None of this could possibly work, none of this could possibly be effective, he thought, as the first and then the second, and finally the third funeral procession of the day filed by. The different treatment venues were often hundreds of yards apart, and as Fidencio made his daily treks to see his little sick ones (infermitos), he was followed on foot by a parade of the faithful. They sang religious hymns as they walked barefoot through the dusty streets of Espinazo. Later Vela would say:

Fidencio is an innocent, who is not even aware that he suffers from a mental illness which causes him to believe that he has been appointed by God to heal the sick. Those who are not innocent children are those who encircle him and promote his incredible abilities to the masses of suffering people who do not know any better. (Quiros 1991: 123).

The final national media glimpse of Espinazo and El Niño Fidencio came in 1937, one year before his death. The photographic magazine Hoy, Mexico’s equivalent of Life magazine, offered an analysis of the events at Espinazo nine years after the media blitz of 1928. This valuable exposé provides an intimate view of El Niño Fidencio’s last year of life. Photographs in the article depict scenes that are familiar even today because Espinazo has changed little since 1937.

In the late 1930s, only a few dozen persons disembarked daily from the trains. Gone were the post office and the telegraph office of eight years earlier. The desperately ill, stripped of hope by the doctors or with no doctor at all, continued to come to Espinazo in search of a personal miracle. Many returned home, disappointed, each day. “I do not even know how to write, sir,” Fidencio said to the reporter. “I only use the gifts of healing that God has given me to help these suffering people” (Con Fidencio en Espinazo 1937). One of his young helpers remarked, “Fidencio knows all of the medicinal plants that are used for healing; too bad he never studied medicine” (Con Fidencio en Espinazo 1937).

A photograph’s caption in Hoy reads, “Behind him, the life-size statue of Christ from whom he claims his power; before him, the suffering, people who have left with cures that defy medical explanation as well as those who will never leave” (Con Fidencio en Espinazo 1937). Some left healed, others left feeling better, some left feeling worse. But all left believing that Fidencio had done for them what no doctor could do.
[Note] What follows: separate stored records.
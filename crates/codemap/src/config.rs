//! Configuration for the CodeMap engine.
//!
//! All values have built-in defaults; a YAML file can override them.

use serde::Deserialize;
use std::path::Path;

use crate::error::{Error, Result};

/// Default time-to-live for cached query results, in seconds.
pub const DEFAULT_CACHE_TTL_SECS: u64 = 3600;

/// Default number of key registrations allowed per source IP per rolling hour.
pub const DEFAULT_REGISTRATIONS_PER_HOUR: u32 = 10;

/// Engine configuration.
#[derive(Debug, Clone, Deserialize)]
pub struct EngineConfig {
    /// TTL for cached query results, in seconds
    #[serde(default = "default_cache_ttl")]
    pub cache_ttl_secs: u64,

    /// Registrations allowed per source IP per rolling hour
    #[serde(default = "default_registrations_per_hour")]
    pub registrations_per_hour: u32,
}

fn default_cache_ttl() -> u64 {
    DEFAULT_CACHE_TTL_SECS
}

fn default_registrations_per_hour() -> u32 {
    DEFAULT_REGISTRATIONS_PER_HOUR
}

impl Default for EngineConfig {
    fn default() -> Self {
        Self {
            cache_ttl_secs: DEFAULT_CACHE_TTL_SECS,
            registrations_per_hour: DEFAULT_REGISTRATIONS_PER_HOUR,
        }
    }
}

impl EngineConfig {
    /// Load configuration from a YAML file.
    ///
    /// Missing keys fall back to their defaults.
    ///
    /// # Errors
    ///
    /// Returns [`Error::Config`] if the file cannot be read or parsed.
    pub fn load(path: &Path) -> Result<Self> {
        let contents = std::fs::read_to_string(path)
            .map_err(|e| Error::Config(format!("cannot read {}: {e}", path.display())))?;
        serde_yaml::from_str(&contents)
            .map_err(|e| Error::Config(format!("cannot parse {}: {e}", path.display())))
    }
}

#[cfg(test)]
mod tests {
    use super::*;

    #[test]
    fn defaults_are_applied() {
        let config = EngineConfig::default();
        assert_eq!(config.cache_ttl_secs, 3600);
        assert_eq!(config.registrations_per_hour, 10);
    }

    #[test]
    fn partial_yaml_falls_back_to_defaults() {
        let config: EngineConfig = serde_yaml::from_str("cache_ttl_secs: 60\n").unwrap();
        assert_eq!(config.cache_ttl_secs, 60);
        assert_eq!(config.registrations_per_hour, 10);
    }

    #[test]
    fn load_missing_file_is_a_config_error() {
        let err = EngineConfig::load(Path::new("/nonexistent/codemap.yml")).unwrap_err();
        assert!(matches!(err, Error::Config(_)));
    }
}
Almost all considered him to be a priest, and they begged for his blessing as he raised his crucifix to the heads of his followers. The article asked, “What sort of man is this, who could have been one of the wealthiest and most powerful in Mexico? What sort of man gives away more than 1 million pesos? What sort of man is this who prefers to live a peasant’s life, who shuns even a bed to lie on, and who walks barefoot through the dusty streets of Espinazo to care for the suffering?” (Con Fidencio en Espinazo 1937). The paradox that Fidencio’s life presented to the Mexican people further served to support his legitimacy as a beneficiary of supernatural abilities sent to Earth by God to heal the sick, to ease the suffering, and to spread the word of the New Jerusalem.

The Hoy article did not speculate about Fidencio’s sanity or whether the government should step in to save the region from an epidemic. Now aging, tired. and disheveled, he simply and humbly attributed his success to God and reiterated that he had not asked to be chosen for this life. God, having selected him, required him to fulfill his destiny in the service of the poor and suffering. I am, in fact, nothing more than a simple peasant following the will of God” (Con Fidencio en Espinazo 1937).
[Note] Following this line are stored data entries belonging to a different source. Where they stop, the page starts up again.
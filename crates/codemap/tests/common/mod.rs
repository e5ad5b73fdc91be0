//! Common fixtures shared across integration tests.
#![allow(dead_code)]

use codemap::{CodeMap, DependencyEdge, DependencyKind, Symbol, SymbolKind};

/// Install a test subscriber honoring `RUST_LOG`. Safe to call from every
/// test; later calls are no-ops.
pub fn init_tracing() {
    let _ = tracing_subscriber::fmt()
        .with_env_filter(tracing_subscriber::EnvFilter::from_default_env())
        .with_test_writer()
        .try_init();
}

/// A declared function symbol with defaults suitable for most tests.
pub fn symbol(qualified_name: &str, file: &str, line: u32) -> Symbol {
    Symbol {
        qualified_name: qualified_name.to_string(),
        kind: SymbolKind::Function,
        file: file.to_string(),
        line,
        column: None,
        docstring: None,
        signature: None,
    }
}

/// A `calls` edge without recorded locations.
pub fn edge(from: &str, to: &str) -> DependencyEdge {
    DependencyEdge {
        from_sym: from.to_string(),
        to_sym: to.to_string(),
        kind: DependencyKind::Calls,
        locations: None,
    }
}

/// A small auth-service code map: three direct callers of
/// `auth.validate_token`, one transitive caller reached through `api.login`,
/// and a test module covering the api file.
pub fn sample_code_map() -> CodeMap {
    let mut validate = symbol("auth.validate_token", "auth.py", 10);
    validate.signature = Some("def validate_token(token)".to_string());

    CodeMap {
        version: "1.0.0".to_string(),
        generated_at: "2026-01-15T10:30:00Z".to_string(),
        source_root: "/repo".to_string(),
        symbols: vec![
            validate,
            symbol("api.login", "api.py", 20),
            symbol("api.protected", "api.py", 40),
            symbol("middleware.check_auth", "middleware.py", 5),
            symbol("services.user_service", "services.py", 8),
            symbol("tests.test_api.test_login", "tests/test_api.py", 3),
        ],
        dependencies: vec![
            edge("api.login", "auth.validate_token"),
            edge("api.protected", "auth.validate_token"),
            edge("middleware.check_auth", "auth.validate_token"),
            edge("services.user_service", "api.login"),
        ],
    }
}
Almost from the beginning of his brief media fame, Fidencio had predicted his early departure from Earth. Daily he emulated and acted out the life of Christ as he understood it. His protectors actively modeled religious symbolism around him, perpetuating the suggestion that El Niño Fidencio was the Messiah, that he was the Christ.

El Niño’s life in Espinazo so mirrored that of Christ that his followers expected him to die in 1931, at age 33. That he lived until near his fortieth birthday surprised many of his followers. When he did die, the faithful fully expected him to rise from the dead on the third day (Fidencio no quiere salir de Espinazo 1928). Word of his death on October 17, 1938, traveled as quickly as the telegraph and railroad lines could carry the news. From beginning to end, El Niño Fidencio had only ten years of life to treat the ill and serve the poor.
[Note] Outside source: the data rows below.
//! The query engine: operation dispatch over an injected store.
//!
//! Every operation is stateless and short-lived. The engine loads the
//! tenant's CodeMap, rebuilds the graph index, runs the requested analysis,
//! and returns a plain structured value; nothing persists in memory between
//! requests. Query results are cached per tenant under a hash of the query
//! shape, with a TTL from configuration; cache failures are logged and never
//! fail the query.

use serde::de::DeserializeOwned;
use serde::Serialize;
use sha2::{Digest, Sha256};
use std::sync::Arc;
use std::time::Duration;
use tracing::{debug, warn};

use crate::analysis::{
    aggregate_architecture, analyze_impact, check_breaking_change, AggregationLevel,
    ArchitectureReport, BreakingChangeReport, ImpactReport,
};
use crate::config::EngineConfig;
use crate::domain::CodeMap;
use crate::error::{Error, Result};
use crate::graph::{resolve_dependents, DependentsReport, GraphIndex};
use crate::storage::Store;

/// Dependency-impact query engine, scoped per call by `(tenant_id,
/// project_id)`.
pub struct QueryEngine {
    store: Arc<dyn Store>,
    cache_ttl: Duration,
}

impl QueryEngine {
    /// Create an engine with the default configuration.
    #[must_use]
    pub fn new(store: Arc<dyn Store>) -> Self {
        Self::with_config(store, &EngineConfig::default())
    }

    /// Create an engine with an explicit configuration.
    #[must_use]
    pub fn with_config(store: Arc<dyn Store>, config: &EngineConfig) -> Self {
        Self {
            store,
            cache_ttl: Duration::from_secs(config.cache_ttl_secs),
        }
    }

    /// Validate and persist a CodeMap, replacing any previous document for
    /// this project as one atomic unit.
    ///
    /// The tenant's cached query results are purged (best effort) so a
    /// re-upload is never answered from a stale cache.
    ///
    /// # Errors
    ///
    /// `Error::Validation` rejects the whole document; nothing is persisted.
    pub async fn save_code_map(
        &self,
        tenant_id: &str,
        project_id: &str,
        code_map: &CodeMap,
    ) -> Result<()> {
        require_non_empty("tenant_id", tenant_id)?;
        require_non_empty("project_id", project_id)?;

        self.store
            .save_code_map(tenant_id, project_id, code_map)
            .await?;

        if let Err(e) = self.store.purge_cache(tenant_id).await {
            warn!(tenant_id, error = %e, "cache purge after save failed");
        }
        Ok(())
    }

    /// Delete the CodeMap for a project. Returns `true` if one existed.
    pub async fn delete_code_map(&self, tenant_id: &str, project_id: &str) -> Result<bool> {
        require_non_empty("tenant_id", tenant_id)?;
        require_non_empty("project_id", project_id)?;
        self.store.delete_code_map(tenant_id, project_id).await
    }

    /// List the tenant's projects with a stored CodeMap.
    pub async fn list_projects(&self, tenant_id: &str) -> Result<Vec<String>> {
        require_non_empty("tenant_id", tenant_id)?;
        self.store.list_projects(tenant_id).await
    }

    /// Who depends on `symbol`, directly and transitively.
    ///
    /// `depth` bounds the traversal (1 = direct only); `None` is unbounded.
    ///
    /// # Errors
    ///
    /// `Error::ProjectNotFound` if the project has no stored CodeMap;
    /// `Error::InvalidArgument` for an empty symbol.
    pub async fn get_dependents(
        &self,
        tenant_id: &str,
        project_id: &str,
        symbol: &str,
        depth: Option<u32>,
    ) -> Result<DependentsReport> {
        require_non_empty("symbol", symbol)?;
        let depth_arg = format!("{depth:?}");
        let query = self.query_hash(project_id, "get_dependents", &[symbol, &depth_arg]);

        self.cached(tenant_id, &query, || async {
            let code_map = self.load(tenant_id, project_id).await?;
            let index = GraphIndex::build(&code_map);
            Ok(resolve_dependents(&index, symbol, depth))
        })
        .await
    }

    /// Risk scoring and test suggestions for changing `symbol`.
    pub async fn get_impact_report(
        &self,
        tenant_id: &str,
        project_id: &str,
        symbol: &str,
        include_tests: bool,
    ) -> Result<ImpactReport> {
        require_non_empty("symbol", symbol)?;
        let tests_arg = include_tests.to_string();
        let query = self.query_hash(project_id, "get_impact_report", &[symbol, &tests_arg]);

        self.cached(tenant_id, &query, || async {
            let code_map = self.load(tenant_id, project_id).await?;
            let index = GraphIndex::build(&code_map);
            Ok(analyze_impact(&index, symbol, include_tests))
        })
        .await
    }

    /// Classify a proposed signature change for `symbol`.
    pub async fn check_breaking_change(
        &self,
        tenant_id: &str,
        project_id: &str,
        symbol: &str,
        new_signature: &str,
    ) -> Result<BreakingChangeReport> {
        require_non_empty("symbol", symbol)?;
        require_non_empty("new_signature", new_signature)?;
        let query = self.query_hash(
            project_id,
            "check_breaking_change",
            &[symbol, new_signature],
        );

        self.cached(tenant_id, &query, || async {
            let code_map = self.load(tenant_id, project_id).await?;
            let index = GraphIndex::build(&code_map);
            Ok(check_breaking_change(&index, symbol, new_signature))
        })
        .await
    }

    /// Module- or package-level architecture rollup.
    pub async fn get_architecture(
        &self,
        tenant_id: &str,
        project_id: &str,
        level: AggregationLevel,
    ) -> Result<ArchitectureReport> {
        let level_arg = level.to_string();
        let query = self.query_hash(project_id, "get_architecture", &[&level_arg]);

        self.cached(tenant_id, &query, || async {
            let code_map = self.load(tenant_id, project_id).await?;
            let index = GraphIndex::build(&code_map);
            Ok(aggregate_architecture(&index, level))
        })
        .await
    }

    /// Load the project's CodeMap or fail with `ProjectNotFound`.
    async fn load(&self, tenant_id: &str, project_id: &str) -> Result<CodeMap> {
        require_non_empty("tenant_id", tenant_id)?;
        require_non_empty("project_id", project_id)?;
        self.store
            .get_code_map(tenant_id, project_id)
            .await?
            .ok_or_else(|| Error::ProjectNotFound(project_id.to_string()))
    }

    /// Stable hash identifying a query's shape within one tenant.
    ///
    /// Every field is hashed with a length prefix, so field boundaries are
    /// unambiguous regardless of what characters the values contain.
    fn query_hash(&self, project_id: &str, operation: &str, args: &[&str]) -> String {
        let mut hasher = Sha256::new();
        for part in [project_id, operation].iter().chain(args) {
            hasher.update((part.len() as u64).to_le_bytes());
            hasher.update(part.as_bytes());
        }
        let digest = hasher.finalize();
        digest.iter().map(|b| format!("{b:02x}")).collect()
    }

    /// Serve from the tenant's cache, or compute and cache the result.
    ///
    /// Cache reads and writes are best effort: a failing cache degrades to
    /// recomputation, never to a failed query.
    async fn cached<T, F, Fut>(&self, tenant_id: &str, query_hash: &str, compute: F) -> Result<T>
    where
        T: Serialize + DeserializeOwned,
        F: FnOnce() -> Fut,
        Fut: std::future::Future<Output = Result<T>>,
    {
        match self.store.get_cache(tenant_id, query_hash).await {
            Ok(Some(value)) => {
                if let Ok(result) = serde_json::from_value(value) {
                    debug!(tenant_id, query_hash, "cache hit");
                    return Ok(result);
                }
                // Undecodable entry (schema drift); fall through and recompute
            }
            Ok(None) => {}
            Err(e) => warn!(tenant_id, error = %e, "cache read failed"),
        }

        let result = compute().await?;

        match serde_json::to_value(&result) {
            Ok(value) => {
                if let Err(e) = self
                    .store
                    .save_cache(tenant_id, query_hash, &value, self.cache_ttl)
                    .await
                {
                    warn!(tenant_id, error = %e, "cache write failed");
                }
            }
            Err(e) => warn!(tenant_id, error = %e, "cache serialization failed"),
        }

        Ok(result)
    }
}

/// Argument validation happens before any graph computation; the message
/// names the offending field.
fn require_non_empty(field: &str, value: &str) -> Result<()> {
    if value.trim().is_empty() {
        return Err(Error::InvalidArgument(format!(
            "{field} must be a non-empty string"
        )));
    }
    Ok(())
}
THE CULT OF EL NIÑO FIDENCIO

As noted previously, cults typically revolve around a charismatic leader. By 1935, an organized cult had developed around El Niño in Espinazo. A central problem confronting most cults is the continuation of the movement after the death of the leader. Rarely does another charismatic step in to replace the original leader.

Charisma, by nature, is unstable. It can exist in its pure form only so long as the charismatic leader is alive. The challenge for followers is to create a situation in which charisma, in some adulterated form, persists after the leader’s death. In other words, charisma must be routinized, institutionalized in a bureaucratic form. Bureaucracies are, by definition, organizational structures that have specialized positions, lines of authority, positions based on merit, and written rules that regulate the behavior of people in the organization.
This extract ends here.